# WHAT THE TASK REQUIRES
Show, from the records below, all lines that contain the word "const".

Stored items
▬▬▬▬▬▬

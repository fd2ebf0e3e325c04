//! Shared query parameter types for API handlers.
//!
//! Missing values fall back to the defaults in
//! [`roster_core::pagination`]; out-of-range values are passed through so the
//! repository layer can reject them with a 400.

use roster_core::pagination::{DEFAULT_LIMIT, DEFAULT_OFFSET, DEFAULT_PAGE, DEFAULT_PAGE_SIZE};
use roster_core::types::EmployeeId;
use serde::Deserialize;

/// Offset pagination parameters (`?offset=&limit=`).
#[derive(Debug, Default, Deserialize)]
pub struct PaginationParams {
    pub offset: Option<i64>,
    pub limit: Option<i64>,
}

impl PaginationParams {
    pub fn offset(&self) -> i64 {
        self.offset.unwrap_or(DEFAULT_OFFSET)
    }

    pub fn limit(&self) -> i64 {
        self.limit.unwrap_or(DEFAULT_LIMIT)
    }
}

/// Page pagination parameters (`?page=&size=`), zero-based pages.
#[derive(Debug, Default, Deserialize)]
pub struct PageParams {
    pub page: Option<i64>,
    pub size: Option<i64>,
}

impl PageParams {
    pub fn page(&self) -> i64 {
        self.page.unwrap_or(DEFAULT_PAGE)
    }

    pub fn size(&self) -> i64 {
        self.size.unwrap_or(DEFAULT_PAGE_SIZE)
    }
}

/// `?id=` selector used by the employee update and delete endpoints.
#[derive(Debug, Deserialize)]
pub struct EmployeeIdParam {
    pub id: EmployeeId,
}
//! List windows and page results.
//!
//! Clients select a slice of an ordered collection either as `offset`/`limit`
//! or as `page`/`size`. Both vocabularies resolve to a single [`Window`]; the
//! page form is nothing more than `offset = page * size`.
//!
//! Unlike free-text search, out-of-range values are rejected rather than
//! clamped, so a caller never silently receives a different slice than the one
//! it asked for.

use serde::Serialize;

use crate::error::CoreError;

// ---------------------------------------------------------------------------
// Defaults
// ---------------------------------------------------------------------------

/// Offset used when `?offset=` is omitted.
pub const DEFAULT_OFFSET: i64 = 0;

/// Limit used when `?limit=` is omitted.
pub const DEFAULT_LIMIT: i64 = 10;

/// Page used when `?page=` is omitted (pages are zero-based).
pub const DEFAULT_PAGE: i64 = 0;

/// Page size used when `?size=` is omitted.
pub const DEFAULT_PAGE_SIZE: i64 = 10;

// ---------------------------------------------------------------------------
// Window
// ---------------------------------------------------------------------------

/// A validated `(offset, limit)` pair.
///
/// Invariant: `offset >= 0` and `limit > 0`. The only way to obtain a
/// `Window` is through [`Window::new`] or [`Window::from_page`].
#[derive(Debug, Clone, Copy, PartialEq, Eq)]
pub struct Window {
    offset: i64,
    limit: i64,
}

impl Window {
    /// Build a window from an explicit offset and limit.
    pub fn new(offset: i64, limit: i64) -> Result<Self, CoreError> {
        if offset < 0 {
            return Err(CoreError::InvalidArgument(format!(
                "offset must not be negative, got {offset}"
            )));
        }
        if limit <= 0 {
            return Err(CoreError::InvalidArgument(format!(
                "limit must be positive, got {limit}"
            )));
        }
        Ok(Self { offset, limit })
    }

    /// Build a window from a zero-based page number and a page size.
    pub fn from_page(page: i64, size: i64) -> Result<Self, CoreError> {
        if page < 0 {
            return Err(CoreError::InvalidArgument(format!(
                "page must not be negative, got {page}"
            )));
        }
        if size <= 0 {
            return Err(CoreError::InvalidArgument(format!(
                "size must be positive, got {size}"
            )));
        }
        let offset = page.checked_mul(size).ok_or_else(|| {
            CoreError::InvalidArgument(format!("page {page} with size {size} is out of range"))
        })?;
        Ok(Self {
            offset,
            limit: size,
        })
    }

    pub const fn offset(&self) -> i64 {
        self.offset
    }

    pub const fn limit(&self) -> i64 {
        self.limit
    }

    /// Zero-based page this window starts on, assuming pages of `limit` rows.
    pub const fn page(&self) -> i64 {
        self.offset / self.limit
    }
}

/// Number of pages of `size` rows needed to hold `total` rows (`ceil(total / size)`).
///
/// Returns 0 for an empty collection or a non-positive size.
pub fn total_pages(total: i64, size: i64) -> i64 {
    if total <= 0 || size <= 0 {
        return 0;
    }
    total / size + i64::from(total % size != 0)
}

// ---------------------------------------------------------------------------
// Page
// ---------------------------------------------------------------------------

/// One window of an ordered collection plus the metadata a client needs to
/// ask for the next one.
///
/// `total` and `total_pages` are only known for page/size reads; offset/limit
/// reads skip the count query and leave them `None`.
#[derive(Debug, Clone, PartialEq, Eq, Serialize)]
pub struct Page<T> {
    pub items: Vec<T>,
    pub page: i64,
    pub offset: i64,
    pub limit: i64,
    #[serde(skip_serializing_if = "Option::is_none")]
    pub total: Option<i64>,
    #[serde(skip_serializing_if = "Option::is_none")]
    pub total_pages: Option<i64>,
}

impl<T> Page<T> {
    /// A page without count metadata.
    pub fn new(items: Vec<T>, window: Window) -> Self {
        Self {
            items,
            page: window.page(),
            offset: window.offset(),
            limit: window.limit(),
            total: None,
            total_pages: None,
        }
    }

    /// A page that also reports the size of the whole collection.
    pub fn with_total(items: Vec<T>, window: Window, total: i64) -> Self {
        Self {
            total: Some(total),
            total_pages: Some(total_pages(total, window.limit())),
            ..Self::new(items, window)
        }
    }

    /// `Some(true)` when no rows exist past this page; `None` if the total is unknown.
    pub fn is_last(&self) -> Option<bool> {
        self.total.map(|total| self.offset.saturating_add(self.limit) >= total)
    }
}

// ---------------------------------------------------------------------------
// Tests
// ---------------------------------------------------------------------------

▬▬▬▬▬▬

# EXERCISE ANSWER
pub const DEFAULT_OFFSET: i64 = 0;
pub const DEFAULT_LIMIT: i64 = 10;
pub const DEFAULT_PAGE: i64 = 0;
pub const DEFAULT_PAGE_SIZE: i64 = 10;
    pub const fn offset(&self) -> i64 {
    pub const fn limit(&self) -> i64 {
    pub const fn page(&self) -> i64 {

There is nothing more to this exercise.